- Poster
- Directed by: Stephan Littger
- Written by: Stephan Littger
- Starring: Joslyn Jensen
- Release date: October 30, 2015 (Austin);
- Running time: 93 minutes
- Countries: United States Germany
- Language: English

= Her Composition =

Her Composition is a 2015 German American fantasy adventure drama film written and directed by Stephan Littger and starring Joslyn Jensen.

==Plot==
A talented, artistically stuck composition student starts seeing escort clients after failing to secure her scholarship.
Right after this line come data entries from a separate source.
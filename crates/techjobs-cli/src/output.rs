//! Rendering of query results as terminal tables or JSON.

use comfy_table::modifiers::UTF8_ROUND_CORNERS;
use comfy_table::presets::UTF8_FULL_CONDENSED;
use comfy_table::{Attribute, Cell, ContentArrangement, Table};
use techjobs_model::Row;

/// Printed instead of an empty table.
pub const NO_RESULTS: &str = "No results.";

/// Output format for query results.
#[derive(Debug, Clone, Copy, Default, PartialEq, Eq)]
pub enum OutputFormat {
    /// Rounded UTF-8 table sized to the terminal.
    #[default]
    Table,
    /// Pretty-printed JSON.
    Json,
}

/// Renders a list of column values under a single `header`.
pub fn render_values(
    header: &str,
    values: &[String],
    format: OutputFormat,
) -> serde_json::Result<String> {
    match format {
        OutputFormat::Json => serde_json::to_string_pretty(values),
        OutputFormat::Table => {
            if values.is_empty() {
                return Ok(NO_RESULTS.to_string());
            }
            let mut table = Table::new();
            table.set_header(vec![header_cell(header)]);
            apply_table_style(&mut table);
            for value in values {
                table.add_row(vec![value.as_str()]);
            }
            Ok(table.to_string())
        }
    }
}

/// Renders rows with one table column per header, in `columns` order.
///
/// JSON output is an array of objects keyed by column name.
pub fn render_rows(
    columns: &[String],
    rows: &[Row],
    format: OutputFormat,
) -> serde_json::Result<String> {
    match format {
        OutputFormat::Json => serde_json::to_string_pretty(rows),
        OutputFormat::Table => {
            if rows.is_empty() {
                return Ok(NO_RESULTS.to_string());
            }
            let mut table = Table::new();
            table.set_header(columns.iter().map(|column| header_cell(column)));
            apply_table_style(&mut table);
            for row in rows {
                table.add_row(
                    columns
                        .iter()
                        .map(|column| row.get(column).unwrap_or_default()),
                );
            }
            Ok(format!("{table}\n{} listing(s)", rows.len()))
        }
    }
}

fn header_cell(label: &str) -> Cell {
    Cell::new(label).add_attribute(Attribute::Bold)
}

fn apply_table_style(table: &mut Table) {
    table
        .load_preset(UTF8_FULL_CONDENSED)
        .apply_modifier(UTF8_ROUND_CORNERS)
        .set_content_arrangement(ContentArrangement::Dynamic)
        .set_width(120);
}
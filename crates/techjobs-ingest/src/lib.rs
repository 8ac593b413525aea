//! Job listing ingestion.
//!
//! Reads a comma-delimited source whose first record is the header row and
//! turns it into a [`techjobs_model::JobTable`].
//!
//! # Example
//!
//! ```ignore
//! use std::path::Path;
//! use techjobs_ingest::read_job_table;
//!
//! let table = read_job_table(Path::new("resources/job_data.csv"))?;
//! println!("{} listings across {} columns", table.len(), table.columns().len());
//! ```

mod error;
mod source;

// === Error Types ===
pub use error::{IngestError, Result};

// === Source Reading ===
pub use source::{
    MAX_SOURCE_FILE_SIZE, normalize_header, read_job_table, read_job_table_with_limit,
};
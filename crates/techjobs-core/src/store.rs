//! The job data store: load-once cache plus the fixed query set.

use std::collections::BTreeSet;
use std::sync::{Arc, Mutex, OnceLock, PoisonError};
use std::time::Instant;

use techjobs_ingest::read_job_table;
use techjobs_model::{JobTable, Row};
use tracing::{debug, error, info, info_span};

use crate::config::DataSourceConfig;
use crate::error::{QueryError, Result};
use crate::matcher::WordMatcher;

/// Owns the job listing table and answers read-only queries against it.
///
/// The source named by the [`DataSourceConfig`] is read by the first query
/// (or an explicit [`JobData::ensure_loaded`]). A successful load is cached
/// for the lifetime of the store; a failed load leaves the store unloaded so
/// the next query tries again.
///
/// # Thread Safety
///
/// The store is `Send + Sync`. First load is serialised by a gate mutex, so
/// concurrent first callers read the source once and share the result.
#[derive(Debug)]
pub struct JobData {
    config: DataSourceConfig,
    table: OnceLock<Arc<JobTable>>,
    load_gate: Mutex<()>,
}

impl Default for JobData {
    fn default() -> Self {
        Self::new(DataSourceConfig::default())
    }
}

impl JobData {
    /// Creates an unloaded store backed by the configured source.
    pub fn new(config: DataSourceConfig) -> Self {
        Self {
            config,
            table: OnceLock::new(),
            load_gate: Mutex::new(()),
        }
    }

    /// Creates a store that is already loaded with `table`.
    ///
    /// # Errors
    ///
    /// [`QueryError::EmptyTable`] when `table` has no rows; a loaded store
    /// always holds at least one.
    pub fn from_table(table: JobTable) -> Result<Self> {
        if table.is_empty() {
            return Err(QueryError::EmptyTable);
        }
        Ok(Self {
            config: DataSourceConfig::default(),
            table: OnceLock::from(Arc::new(table)),
            load_gate: Mutex::new(()),
        })
    }

    pub fn config(&self) -> &DataSourceConfig {
        &self.config
    }

    pub fn is_loaded(&self) -> bool {
        self.table.get().is_some()
    }

    /// Loads the source if it has not been loaded yet and returns the table.
    ///
    /// # Errors
    ///
    /// Returns [`QueryError::SourceUnavailable`] when the source is missing,
    /// unreadable, or malformed. Nothing is cached in that case.
    pub fn ensure_loaded(&self) -> Result<&Arc<JobTable>> {
        if let Some(table) = self.table.get() {
            return Ok(table);
        }
        let _gate = self
            .load_gate
            .lock()
            .unwrap_or_else(PoisonError::into_inner);
        if let Some(table) = self.table.get() {
            return Ok(table);
        }
        let table = Arc::new(self.load()?);
        Ok(self.table.get_or_init(|| table))
    }

    fn load(&self) -> Result<JobTable> {
        let path = self.config.path();
        let span = info_span!("load_job_data", path = %path.display());
        let _guard = span.enter();
        let start = Instant::now();

        match read_job_table(path) {
            Ok(table) => {
                info!(
                    columns = table.columns().len(),
                    rows = table.len(),
                    duration_ms = start.elapsed().as_millis(),
                    "job data loaded"
                );
                Ok(table)
            }
            Err(source) => {
                error!(error = %source, "failed to load job data");
                Err(QueryError::SourceUnavailable {
                    path: path.to_path_buf(),
                    source,
                })
            }
        }
    }

    /// Header names in file order.
    pub fn columns(&self) -> Result<Vec<String>> {
        Ok(self.ensure_loaded()?.columns().to_vec())
    }

    /// Distinct values of `field`, sorted case-insensitively.
    ///
    /// Duplicates are dropped by exact, case-sensitive comparison with the
    /// first occurrence kept. The sort is stable, so values that differ only
    /// in case stay in first-occurrence order.
    ///
    /// # Errors
    ///
    /// [`QueryError::InvalidColumn`] when `field` is not a header, or
    /// [`QueryError::SourceUnavailable`] when the source cannot be loaded.
    pub fn find_all_values(&self, field: &str) -> Result<Vec<String>> {
        let table = self.ensure_loaded()?;
        require_column(table, field)?;

        let mut seen = BTreeSet::new();
        let mut values = Vec::new();
        for row in table.rows() {
            let value = row.get(field).unwrap_or_default();
            if seen.insert(value) {
                values.push(value.to_string());
            }
        }
        values.sort_by_cached_key(|value| value.to_lowercase());

        debug!(column = field, values = values.len(), "listed column values");
        Ok(values)
    }

    /// Every row in source order.
    ///
    /// Returns the shared cached table; it is immutable, so holding the
    /// handle cannot disturb other callers.
    pub fn find_all(&self) -> Result<Arc<JobTable>> {
        self.ensure_loaded().map(Arc::clone)
    }

    /// Rows whose `column` value contains `term` as a whole word, ignoring
    /// case, in source order.
    ///
    /// # Errors
    ///
    /// [`QueryError::InvalidColumn`] when `column` is not a header, or
    /// [`QueryError::SourceUnavailable`] when the source cannot be loaded.
    pub fn find_by_column_and_value(&self, column: &str, term: &str) -> Result<Vec<Row>> {
        let table = self.ensure_loaded()?;
        require_column(table, column)?;

        let matcher = WordMatcher::new(term);
        let rows: Vec<Row> = table
            .rows()
            .iter()
            .filter(|row| matcher.is_match(row.get(column)))
            .cloned()
            .collect();

        debug!(column, term, matches = rows.len(), "column search");
        Ok(rows)
    }

    /// Rows where any column contains `term` as a whole word, ignoring case.
    ///
    /// Columns are checked in name order and the scan of a row stops at its
    /// first matching column, so each row appears at most once.
    pub fn find_by_value(&self, term: &str) -> Result<Vec<Row>> {
        let table = self.ensure_loaded()?;

        let matcher = WordMatcher::new(term);
        let rows: Vec<Row> = table
            .rows()
            .iter()
            .filter(|row| row.values().any(|value| matcher.is_match(Some(value))))
            .cloned()
            .collect();

        debug!(term, matches = rows.len(), "any-column search");
        Ok(rows)
    }

    pub fn list_column_values(&self, column: &str) -> Result<Vec<String>> {
        self.find_all_values(column)
    }

    pub fn list_all_rows(&self) -> Result<Arc<JobTable>> {
        self.find_all()
    }

    pub fn search_column(&self, column: &str, term: &str) -> Result<Vec<Row>> {
        self.find_by_column_and_value(column, term)
    }

    pub fn search_all(&self, term: &str) -> Result<Vec<Row>> {
        self.find_by_value(term)
    }
}

fn require_column(table: &JobTable, column: &str) -> Result<()> {
    if table.has_column(column) {
        return Ok(());
    }
    Err(QueryError::InvalidColumn {
        column: column.to_string(),
        available: table.columns().to_vec(),
        suggestion: table.find_column_ignore_case(column).map(str::to_string),
    })
}
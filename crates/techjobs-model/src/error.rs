use thiserror::Error;

/// Errors raised when a table would violate its structural invariants.
#[derive(Debug, Clone, PartialEq, Eq, Error)]
pub enum ModelError {
    #[error("column name at position {position} is empty")]
    EmptyColumnName { position: usize },
    #[error("duplicate column name: {0}")]
    DuplicateColumn(String),
}

pub type Result<T> = std::result::Result<T, ModelError>;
Struck with unexpected sounds during her sexual encounters, she turns them into music and the clients into her collective muse.

==Cast==
- Joslyn Jensen as Malorie Gilman
- Heather Matarazzo as Gallery Owner
- Lulu Wilson as Victoria
- Christian Campbell as Client I

==Release==
The film premiered at the Austin Film Festival on October 30, 2015.

==Reception==
The film has a 100% rating on Rotten Tomatoes based on five reviews. Bradley Gibson of Film Threat rated the film a 7 out of 10.

Jessi Cape of The Austin Chronicle gave the film and wrote, “This is absolutely a thinking film, but a bizarrely beautiful and entertaining one as well.”